### Action item:
Reproduce only the stretch of entries below that begins at the first line and ends at the line holding "3. diagram/figure keywords".
BEGIN Task material
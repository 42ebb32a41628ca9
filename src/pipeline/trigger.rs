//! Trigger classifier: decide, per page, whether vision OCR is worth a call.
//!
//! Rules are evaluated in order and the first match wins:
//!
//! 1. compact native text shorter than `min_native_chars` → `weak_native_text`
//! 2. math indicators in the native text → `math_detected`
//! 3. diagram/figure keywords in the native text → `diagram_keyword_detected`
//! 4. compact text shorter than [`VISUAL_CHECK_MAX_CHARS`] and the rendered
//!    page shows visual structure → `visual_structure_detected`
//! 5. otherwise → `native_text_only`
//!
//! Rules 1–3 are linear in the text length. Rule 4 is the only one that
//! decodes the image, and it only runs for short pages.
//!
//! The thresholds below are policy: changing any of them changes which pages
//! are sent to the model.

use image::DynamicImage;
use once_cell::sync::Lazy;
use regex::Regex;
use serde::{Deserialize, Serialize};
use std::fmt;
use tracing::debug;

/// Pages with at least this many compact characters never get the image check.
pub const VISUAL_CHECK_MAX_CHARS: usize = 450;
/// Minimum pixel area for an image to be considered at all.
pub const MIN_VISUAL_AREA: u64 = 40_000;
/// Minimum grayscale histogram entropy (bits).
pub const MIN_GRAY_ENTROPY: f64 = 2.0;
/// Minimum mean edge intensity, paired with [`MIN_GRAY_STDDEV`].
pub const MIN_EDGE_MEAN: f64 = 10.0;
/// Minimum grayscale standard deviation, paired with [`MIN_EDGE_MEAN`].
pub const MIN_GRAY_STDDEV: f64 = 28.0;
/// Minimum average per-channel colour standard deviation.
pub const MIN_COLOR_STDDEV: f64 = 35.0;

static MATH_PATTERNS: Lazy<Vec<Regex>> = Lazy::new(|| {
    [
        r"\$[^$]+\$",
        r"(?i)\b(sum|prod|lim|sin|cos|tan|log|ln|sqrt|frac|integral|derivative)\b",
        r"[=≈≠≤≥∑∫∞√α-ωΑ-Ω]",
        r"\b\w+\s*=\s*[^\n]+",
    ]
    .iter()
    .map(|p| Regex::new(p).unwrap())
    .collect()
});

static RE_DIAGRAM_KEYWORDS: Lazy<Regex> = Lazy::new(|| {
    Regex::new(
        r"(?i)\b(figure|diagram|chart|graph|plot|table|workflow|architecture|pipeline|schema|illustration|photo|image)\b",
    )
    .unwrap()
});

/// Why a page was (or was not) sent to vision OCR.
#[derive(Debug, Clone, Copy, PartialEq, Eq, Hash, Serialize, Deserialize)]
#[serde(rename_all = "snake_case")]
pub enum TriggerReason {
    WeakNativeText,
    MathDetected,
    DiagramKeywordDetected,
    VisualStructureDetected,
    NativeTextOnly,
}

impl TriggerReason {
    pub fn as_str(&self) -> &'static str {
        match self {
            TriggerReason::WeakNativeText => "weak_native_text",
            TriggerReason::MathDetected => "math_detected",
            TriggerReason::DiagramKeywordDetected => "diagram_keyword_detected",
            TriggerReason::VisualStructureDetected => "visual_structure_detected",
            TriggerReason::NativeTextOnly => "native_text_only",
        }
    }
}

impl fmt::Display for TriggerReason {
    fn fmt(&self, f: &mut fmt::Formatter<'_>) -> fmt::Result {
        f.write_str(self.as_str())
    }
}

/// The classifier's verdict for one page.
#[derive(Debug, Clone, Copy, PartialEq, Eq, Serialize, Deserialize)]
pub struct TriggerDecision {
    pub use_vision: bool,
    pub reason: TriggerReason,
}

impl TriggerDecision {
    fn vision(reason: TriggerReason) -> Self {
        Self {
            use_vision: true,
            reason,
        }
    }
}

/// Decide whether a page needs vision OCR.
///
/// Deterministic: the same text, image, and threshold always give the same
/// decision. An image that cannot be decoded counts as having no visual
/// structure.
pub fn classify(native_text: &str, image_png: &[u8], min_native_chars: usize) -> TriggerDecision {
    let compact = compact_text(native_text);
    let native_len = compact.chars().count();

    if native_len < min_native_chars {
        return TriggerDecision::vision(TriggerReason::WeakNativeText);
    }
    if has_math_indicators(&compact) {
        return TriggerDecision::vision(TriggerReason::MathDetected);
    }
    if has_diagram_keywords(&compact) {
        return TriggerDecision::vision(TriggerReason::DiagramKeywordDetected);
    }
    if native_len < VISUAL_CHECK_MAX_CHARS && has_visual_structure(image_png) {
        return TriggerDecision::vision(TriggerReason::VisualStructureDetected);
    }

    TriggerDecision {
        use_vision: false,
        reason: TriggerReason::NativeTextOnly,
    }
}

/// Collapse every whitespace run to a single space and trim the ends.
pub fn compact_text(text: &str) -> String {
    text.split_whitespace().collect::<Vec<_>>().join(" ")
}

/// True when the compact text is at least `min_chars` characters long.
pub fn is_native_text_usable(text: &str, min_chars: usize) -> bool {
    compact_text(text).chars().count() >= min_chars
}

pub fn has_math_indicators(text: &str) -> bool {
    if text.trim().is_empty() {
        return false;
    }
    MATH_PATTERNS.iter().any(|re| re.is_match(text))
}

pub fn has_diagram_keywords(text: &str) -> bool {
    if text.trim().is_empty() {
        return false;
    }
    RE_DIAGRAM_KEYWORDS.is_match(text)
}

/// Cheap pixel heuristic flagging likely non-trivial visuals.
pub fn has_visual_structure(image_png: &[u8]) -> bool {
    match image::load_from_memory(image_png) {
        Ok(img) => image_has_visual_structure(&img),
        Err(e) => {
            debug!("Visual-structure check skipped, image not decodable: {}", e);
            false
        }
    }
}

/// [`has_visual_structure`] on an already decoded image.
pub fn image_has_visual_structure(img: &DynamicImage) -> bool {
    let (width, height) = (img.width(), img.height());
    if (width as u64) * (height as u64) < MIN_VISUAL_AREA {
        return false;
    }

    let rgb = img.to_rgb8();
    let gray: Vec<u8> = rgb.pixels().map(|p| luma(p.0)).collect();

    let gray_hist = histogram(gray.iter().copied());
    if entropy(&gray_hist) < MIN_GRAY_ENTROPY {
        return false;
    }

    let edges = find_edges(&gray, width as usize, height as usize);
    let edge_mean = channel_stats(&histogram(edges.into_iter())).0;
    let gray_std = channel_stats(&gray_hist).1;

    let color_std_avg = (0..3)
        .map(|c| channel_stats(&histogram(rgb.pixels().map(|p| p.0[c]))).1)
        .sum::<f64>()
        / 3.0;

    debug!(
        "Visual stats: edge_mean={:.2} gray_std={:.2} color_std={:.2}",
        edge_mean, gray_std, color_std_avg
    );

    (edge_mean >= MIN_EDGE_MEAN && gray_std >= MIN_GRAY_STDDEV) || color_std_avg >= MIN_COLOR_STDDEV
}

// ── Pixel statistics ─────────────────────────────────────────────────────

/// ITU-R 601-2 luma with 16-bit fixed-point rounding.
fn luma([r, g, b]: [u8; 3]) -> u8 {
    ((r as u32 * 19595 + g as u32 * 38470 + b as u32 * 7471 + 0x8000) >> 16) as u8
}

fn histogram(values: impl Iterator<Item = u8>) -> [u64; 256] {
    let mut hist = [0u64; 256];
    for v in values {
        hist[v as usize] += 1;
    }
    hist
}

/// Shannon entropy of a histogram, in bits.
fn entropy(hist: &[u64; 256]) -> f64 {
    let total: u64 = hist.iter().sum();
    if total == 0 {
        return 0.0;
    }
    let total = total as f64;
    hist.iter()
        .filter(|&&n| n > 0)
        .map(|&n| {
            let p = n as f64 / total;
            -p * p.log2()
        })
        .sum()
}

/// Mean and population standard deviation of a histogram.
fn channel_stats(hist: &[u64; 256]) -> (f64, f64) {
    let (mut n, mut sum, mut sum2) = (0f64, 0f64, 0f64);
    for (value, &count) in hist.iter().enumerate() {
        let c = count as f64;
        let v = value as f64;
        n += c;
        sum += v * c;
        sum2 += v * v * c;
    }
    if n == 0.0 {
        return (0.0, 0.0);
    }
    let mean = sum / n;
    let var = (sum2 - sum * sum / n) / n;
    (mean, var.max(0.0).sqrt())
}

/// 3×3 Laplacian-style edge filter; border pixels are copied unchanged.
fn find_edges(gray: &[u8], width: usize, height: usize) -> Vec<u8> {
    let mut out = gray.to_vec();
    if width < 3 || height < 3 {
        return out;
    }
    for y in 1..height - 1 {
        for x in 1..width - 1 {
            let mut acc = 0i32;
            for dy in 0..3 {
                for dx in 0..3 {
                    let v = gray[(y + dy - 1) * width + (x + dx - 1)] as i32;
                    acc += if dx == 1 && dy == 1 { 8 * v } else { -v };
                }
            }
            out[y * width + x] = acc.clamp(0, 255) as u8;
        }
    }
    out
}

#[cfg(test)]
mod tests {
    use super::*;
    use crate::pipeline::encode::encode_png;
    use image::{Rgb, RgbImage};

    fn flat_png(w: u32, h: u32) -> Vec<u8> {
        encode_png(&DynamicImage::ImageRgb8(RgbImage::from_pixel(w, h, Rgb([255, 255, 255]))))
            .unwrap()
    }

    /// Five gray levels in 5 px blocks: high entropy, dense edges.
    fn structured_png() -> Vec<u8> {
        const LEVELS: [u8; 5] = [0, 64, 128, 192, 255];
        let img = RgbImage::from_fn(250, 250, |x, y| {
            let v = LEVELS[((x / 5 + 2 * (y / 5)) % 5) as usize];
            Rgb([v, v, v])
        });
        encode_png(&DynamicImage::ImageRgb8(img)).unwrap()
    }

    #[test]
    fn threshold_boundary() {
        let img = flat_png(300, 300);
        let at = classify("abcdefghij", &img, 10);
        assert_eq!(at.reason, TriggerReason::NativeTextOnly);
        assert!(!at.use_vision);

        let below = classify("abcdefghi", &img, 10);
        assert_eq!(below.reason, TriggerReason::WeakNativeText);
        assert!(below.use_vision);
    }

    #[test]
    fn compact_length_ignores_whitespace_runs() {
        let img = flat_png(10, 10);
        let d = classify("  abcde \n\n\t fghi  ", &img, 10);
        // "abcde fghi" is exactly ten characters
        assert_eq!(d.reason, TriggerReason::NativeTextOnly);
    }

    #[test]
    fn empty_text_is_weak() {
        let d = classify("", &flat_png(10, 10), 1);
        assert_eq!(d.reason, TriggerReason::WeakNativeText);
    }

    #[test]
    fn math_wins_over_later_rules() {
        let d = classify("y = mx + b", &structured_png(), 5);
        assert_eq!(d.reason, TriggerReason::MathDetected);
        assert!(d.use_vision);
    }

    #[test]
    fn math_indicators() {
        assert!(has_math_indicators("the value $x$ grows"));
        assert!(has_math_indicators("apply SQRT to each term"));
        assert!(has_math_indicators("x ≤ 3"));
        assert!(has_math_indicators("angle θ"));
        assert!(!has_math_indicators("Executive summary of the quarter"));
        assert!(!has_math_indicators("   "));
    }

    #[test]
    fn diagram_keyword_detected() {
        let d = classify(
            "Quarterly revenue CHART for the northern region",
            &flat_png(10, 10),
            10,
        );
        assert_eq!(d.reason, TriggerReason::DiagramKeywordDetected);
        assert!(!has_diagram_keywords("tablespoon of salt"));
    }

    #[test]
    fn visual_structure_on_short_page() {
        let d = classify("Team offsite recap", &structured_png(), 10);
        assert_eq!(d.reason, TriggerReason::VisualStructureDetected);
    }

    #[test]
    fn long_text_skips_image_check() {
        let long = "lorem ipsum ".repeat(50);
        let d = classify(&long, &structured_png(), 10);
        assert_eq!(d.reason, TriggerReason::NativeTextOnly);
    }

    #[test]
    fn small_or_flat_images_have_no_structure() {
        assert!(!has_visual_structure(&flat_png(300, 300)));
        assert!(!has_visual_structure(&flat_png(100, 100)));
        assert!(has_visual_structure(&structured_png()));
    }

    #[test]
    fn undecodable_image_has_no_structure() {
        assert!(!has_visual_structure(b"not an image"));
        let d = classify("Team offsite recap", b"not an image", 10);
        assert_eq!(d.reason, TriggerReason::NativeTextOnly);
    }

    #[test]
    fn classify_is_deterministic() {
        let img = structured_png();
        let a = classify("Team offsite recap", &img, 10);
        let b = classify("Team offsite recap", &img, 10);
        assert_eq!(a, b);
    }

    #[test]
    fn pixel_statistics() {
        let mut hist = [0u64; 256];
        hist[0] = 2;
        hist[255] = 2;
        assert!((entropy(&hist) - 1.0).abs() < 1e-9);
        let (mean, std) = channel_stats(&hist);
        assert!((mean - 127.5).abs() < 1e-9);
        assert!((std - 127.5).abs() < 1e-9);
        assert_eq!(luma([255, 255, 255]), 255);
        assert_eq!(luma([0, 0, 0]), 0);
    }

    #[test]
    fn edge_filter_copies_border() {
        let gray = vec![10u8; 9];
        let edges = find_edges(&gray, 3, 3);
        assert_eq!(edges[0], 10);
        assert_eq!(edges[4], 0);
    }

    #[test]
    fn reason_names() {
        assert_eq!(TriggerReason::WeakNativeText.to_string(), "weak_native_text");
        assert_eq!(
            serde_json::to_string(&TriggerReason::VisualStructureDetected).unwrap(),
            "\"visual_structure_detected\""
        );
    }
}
END Task material
### The answer:
repository 42ebb32a41628ca9
filename src/pipeline/trigger.rs
//! Trigger classifier: decide, per page, whether vision OCR is worth a call.
//!
//! Rules are evaluated in order and the first match wins:
//!
//! 1. compact native text shorter than `min_native_chars` → `weak_native_text`
//! 2. math indicators in the native text → `math_detected`
//! 3. diagram/figure keywords in the native text → `diagram_keyword_detected`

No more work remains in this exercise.